С семьей — плохо. Пахнет полным распадом. Галя говорит: «Не называй меня любимой…»
Ты смотришь на меня,
как неживая,
но я прошу, колени преклоня,
уже любимой и не называя:
«Мой старый друг, не покидай меня…»
Таков у него март-апрель. Это, увы, не самойловские восторги:
Была туманная луна,
И были нежные березы…
О март-апрель, какие слезы!
Во сне какие имена!
А ведь Дезик — так Давид Самойлов называл себя сам и так называли его симпатичные ему люди — старше на 12 лет. Счастливчик Самойлов. Значит, дело не в возрасте. В чем-то другом. Что ж, ответим достойно, и есть кому посвятить: Джан Батлер. (Правда, при первой публикации всё напутали, переадресовав какому-то Д. Батлеру, и получилось что-то вроде Джону Батлеру.) Он уже бывает у нее в Сокольниках, в той каморке, где незадолго до их свиданий стоял допотопный драный диван, при выносе которого на помойку Джан познакомилась с некоторыми особенностями наших обычаев: сосед алкаш ей помог да и запросил магарыч. Она сперва не поняла, что это такое, но непонимание русской жизни длилось недолго, тем более что язык Пушкина и Толстого ей был ведом и явилась она в СССР туристкой, но выпала удача — стала сотрудничать с издательством «Прогресс» на предмет перевода русских книг на язык Туманного Альбиона.
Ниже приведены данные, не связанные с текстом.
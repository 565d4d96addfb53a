//! Callback pipeline.
//!
//! verify → normalize → (resolve, extract) → commit. Holds only immutable
//! configuration and shared handles, so one instance serves every request.

use std::sync::Arc;

use chrono::{FixedOffset, Offset, Utc};
use tracing::Instrument;

use crate::clock::{Clock, SystemClock};
use crate::committer::{CommittedOrder, OrderCommitter};
use crate::error::{PipelineError, VoxResult};
use crate::extractor::extract_order;
use crate::payload::{normalize_payload, NormalizedPayload};
use crate::resolver::resolve_user;
use crate::signature::{SignatureCheck, WebhookVerifier};
use crate::store::{OrderStore, UserDirectory};

/// What happened to a callback that did not fail.
#[derive(Debug, Clone, PartialEq)]
pub enum PipelineOutcome {
    /// Verified, but not an event type that carries an order.
    Ignored { event_type: String },
    /// An order was written.
    Committed(Box<CommittedCallback>),
}

#[derive(Debug, Clone, PartialEq)]
pub struct CommittedCallback {
    pub conversation_id: Option<String>,
    pub user_id: String,
    pub order: CommittedOrder,
}

/// End-to-end processing of one callback body.
#[derive(Clone)]
pub struct CallbackPipeline {
    verifier: Arc<WebhookVerifier>,
    committer: OrderCommitter,
    clock: Arc<dyn Clock>,
    delivery_offset: FixedOffset,
}

impl CallbackPipeline {
    /// Pipeline on the system clock with UTC as the delivery zone.
    pub fn new(
        verifier: Arc<WebhookVerifier>,
        directory: Arc<dyn UserDirectory>,
        store: Arc<dyn OrderStore>,
    ) -> Self {
        Self {
            verifier,
            committer: OrderCommitter::new(directory, store),
            clock: Arc::new(SystemClock),
            delivery_offset: Utc.fix(),
        }
    }

    pub fn with_clock(mut self, clock: Arc<dyn Clock>) -> Self {
        self.clock = clock;
        self
    }

    /// Zone whose calendar day spoken times are applied to.
    pub fn with_delivery_offset(mut self, offset: FixedOffset) -> Self {
        self.delivery_offset = offset;
        self
    }

    pub fn verifier(&self) -> &WebhookVerifier {
        &self.verifier
    }

    /// Run one callback. `body` must be the exact bytes received.
    pub async fn process(&self, body: &[u8], signature: Option<&str>) -> VoxResult<PipelineOutcome> {
        if let SignatureCheck::Invalid(reason) = self.verifier.verify(body, signature) {
            tracing::warn!(reason = %reason, "Rejected callback signature");
            return Err(PipelineError::Authentication(reason));
        }

        let envelope = match normalize_payload(body)? {
            NormalizedPayload::Ignored { event_type } => {
                tracing::info!(event_type = %event_type, "Ignoring callback event");
                return Ok(PipelineOutcome::Ignored { event_type });
            }
            NormalizedPayload::Actionable(envelope) => envelope,
        };

        let conversation_id = envelope.conversation_id().map(str::to_string);
        let span = tracing::info_span!(
            "callback",
            conversation_id = conversation_id.as_deref().unwrap_or(""),
            event_type = %envelope.event_type(),
        );

        async move {
            let user = resolve_user(&envelope);
            let now = self.clock.now().with_timezone(&self.delivery_offset);
            let extracted = extract_order(&envelope.user_utterances(), now);

            tracing::debug!(
                user_id = ?user.user_id,
                order_item = ?extracted.order_item,
                restaurant = ?extracted.restaurant,
                raw_time = ?extracted.raw_time_expression,
                "Extracted callback details"
            );

            let order = self
                .committer
                .commit(&user, extracted)
                .await
                .map_err(|source| PipelineError::Commit {
                    conversation_id: conversation_id.clone(),
                    source,
                })?;

            Ok(PipelineOutcome::Committed(Box::new(CommittedCallback {
                conversation_id,
                user_id: order.record.user_id.clone(),
                order,
            })))
        }
        .instrument(span)
        .await
    }
}

#[cfg(test)]
mod tests {
    use super::*;
    use crate::clock::FixedClock;
    use crate::error::{CommitError, PayloadError, StoreError};
    use crate::memory::{InMemoryOrderStore, InMemoryUserDirectory};
    use crate::signature::SignatureRejection;
    use chrono::{TimeZone, Timelike};
    use secrecy::SecretString;
    use serde_json::json;

    fn pipeline(store: &InMemoryOrderStore) -> CallbackPipeline {
        let verifier = WebhookVerifier::new(SecretString::from("secret".to_string()));
        let now = Utc
            .with_ymd_and_hms(2026, 10, 16, 9, 15, 42)
            .single()
            .expect("valid test instant");
        CallbackPipeline::new(
            Arc::new(verifier),
            Arc::new(InMemoryUserDirectory::with_users(["user-1"])),
            Arc::new(store.clone()),
        )
        .with_clock(Arc::new(FixedClock::new(now)))
    }

    fn body(user_turn: &str) -> Vec<u8> {
        json!({
            "type": "post_call_transcription",
            "data": {
                "conversation_id": "conv_1",
                "transcript": [
                    {"role": "agent", "message": "What would you like?"},
                    {"role": "user", "message": user_turn}
                ],
                "conversation_initiation_client_data": {
                    "dynamic_variables": {"id": "user-1"}
                }
            }
        })
        .to_string()
        .into_bytes()
    }

    #[tokio::test]
    async fn test_commits_order() -> Result<(), Box<dyn std::error::Error>> {
        let store = InMemoryOrderStore::new();
        let pipeline = pipeline(&store);
        let body = body("Can I get a pizza from Dominos at noon");
        let signature = pipeline.verifier().sign(&body);

        let PipelineOutcome::Committed(committed) =
            pipeline.process(&body, signature.as_deref()).await?
        else {
            panic!("expected a committed order");
        };

        assert_eq!(committed.conversation_id.as_deref(), Some("conv_1"));
        assert_eq!(committed.user_id, "user-1");
        assert_eq!(committed.order.record.order_item, "a pizza");
        assert_eq!(committed.order.record.restaurant, "dominos");
        assert_eq!(committed.order.record.delivery_time.hour(), 12);
        assert_eq!(committed.order.record.delivery_time.minute(), 0);
        assert_eq!(committed.order.record.delivery_time.second(), 0);
        assert_eq!(store.len()?, 1);
        Ok(())
    }

    #[tokio::test]
    async fn test_bad_signature_stops_before_parsing() -> Result<(), StoreError> {
        let store = InMemoryOrderStore::new();
        let result = pipeline(&store).process(b"not even json", Some("00")).await;
        assert_eq!(result, Err(PipelineError::Authentication(SignatureRejection::Mismatch)));
        assert!(store.is_empty()?);
        Ok(())
    }

    #[tokio::test]
    async fn test_payload_errors_surface() {
        let store = InMemoryOrderStore::new();
        let pipeline = pipeline(&store);
        let body = br#"{"data": {}}"#;
        let signature = pipeline.verifier().sign(body);
        let result = pipeline.process(body, signature.as_deref()).await;
        assert_eq!(result, Err(PipelineError::Payload(PayloadError::MissingEventType)));
    }

    #[tokio::test]
    async fn test_commit_errors_carry_conversation_id() {
        let store = InMemoryOrderStore::new();
        let pipeline = pipeline(&store);
        let body = body("hello there");
        let signature = pipeline.verifier().sign(&body);

        let Err(PipelineError::Commit {
            conversation_id,
            source,
        }) = pipeline.process(&body, signature.as_deref()).await
        else {
            panic!("expected a commit error");
        };
        assert_eq!(conversation_id.as_deref(), Some("conv_1"));
        assert!(matches!(source, CommitError::IncompleteOrder { .. }));
    }

    #[tokio::test]
    async fn test_delivery_offset_moves_today() -> Result<(), Box<dyn std::error::Error>> {
        let store = InMemoryOrderStore::new();
        let offset = FixedOffset::west_opt(5 * 3600).ok_or("bad offset")?;
        let pipeline = pipeline(&store).with_delivery_offset(offset);
        let body = body("i want a pizza from dominos at 7 pm");
        let signature = pipeline.verifier().sign(&body);

        let PipelineOutcome::Committed(committed) =
            pipeline.process(&body, signature.as_deref()).await?
        else {
            panic!("expected a committed order");
        };
        // 19:00 at -05:00 is midnight UTC the next day.
        let expected = Utc
            .with_ymd_and_hms(2026, 10, 17, 0, 0, 0)
            .single()
            .ok_or("bad instant")?;
        assert_eq!(committed.order.record.delivery_time, expected);
        Ok(())
    }
}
Знаменитого поэта она, разумеется, знала давно («Она гениально перевела мою повесть в стихах “Голубь в Сантьяго”» — это было позже), а когда он прочитал ей свое новое стихотворение — «Сережку ольховую», она вскрикнула от восторга, и он подарил его ей.
Уронит ли ветер
в ладони сережку ольховую,
начнет ли кукушка
сквозь крик поездов куковать,
задумаюсь вновь,
и, как нанятый, жизнь истолковываю
и вновь прихожу
к невозможности истолковать.
Себя низвести
до пылиночки в звездной туманности,
конечно, старо,
но поддельных величий умней,
и нет униженья
в осознанной собственной малости —
величие жизни
печально осознанно в ней.
Сережка ольховая,
легкая, будто пуховая,
но сдунешь ее —
все окажется в мире не так,
а, видимо, жизнь
не такая уж вещь пустяковая,
когда в ней ничто
не похоже на просто пустяк.
…………………………………
Яснеет душа,
переменами неозлобимая.
Друзей, не понявших
и даже предавших, — прости.
Прости и пойми,
если даже разлюбит любимая,
сережкой ольховой
с ладони ее отпусти.
И пристани новой не верь,
если станет прилипчивой.
Призванье твое —
беспричальная дальняя даль.
С шурупов сорвись,
если станешь привычно привинченный,
и снова отчаль
и плыви по другую печаль.
Пускай говорят:
«Ну когда он и впрямь образумится!»
А ты не волнуйся —
всех сразу нельзя ублажить.
Презренный резон:
«Все уляжется, все образуется…»
Когда образуется все —
то и незачем жить.
И необъяснимое —
это совсем не бессмыслица.
Все переоценки
нимало смущать не должны, —
ведь жизни цена
не понизится
и не повысится —
она неизменна тому,
чему нету цены.
С чего это я?
Да с того, что одна бестолковая
кукушка-болтушка
мне долгую жизнь ворожит.
С чего это я?
Да с того, что сережка ольховая
лежит на ладони и,
словно живая,
дрожит…
Это написано длинно, многословно, несколько медитативно, но в принципе это — ворожба, некое философическое бормотание, домашнее мудрствование, ставка на музыку, чем-то похоже и на Окуджаву:
Былое нельзя воротить — и печалиться не о чем:
у каждой эпохи свои подрастают леса.
А все-таки жаль, что нельзя с Александром Сергеичем
поужинать в «Яр» заскочить хоть на четверть часа.
…………………………………………
Былое нельзя воротить… Выхожу я на улицу
и вдруг замечаю: у самых Арбатских ворот
извозчик стоит, Александр Сергеич прогуливается…
Ах, завтра, наверное, что-нибудь произойдет!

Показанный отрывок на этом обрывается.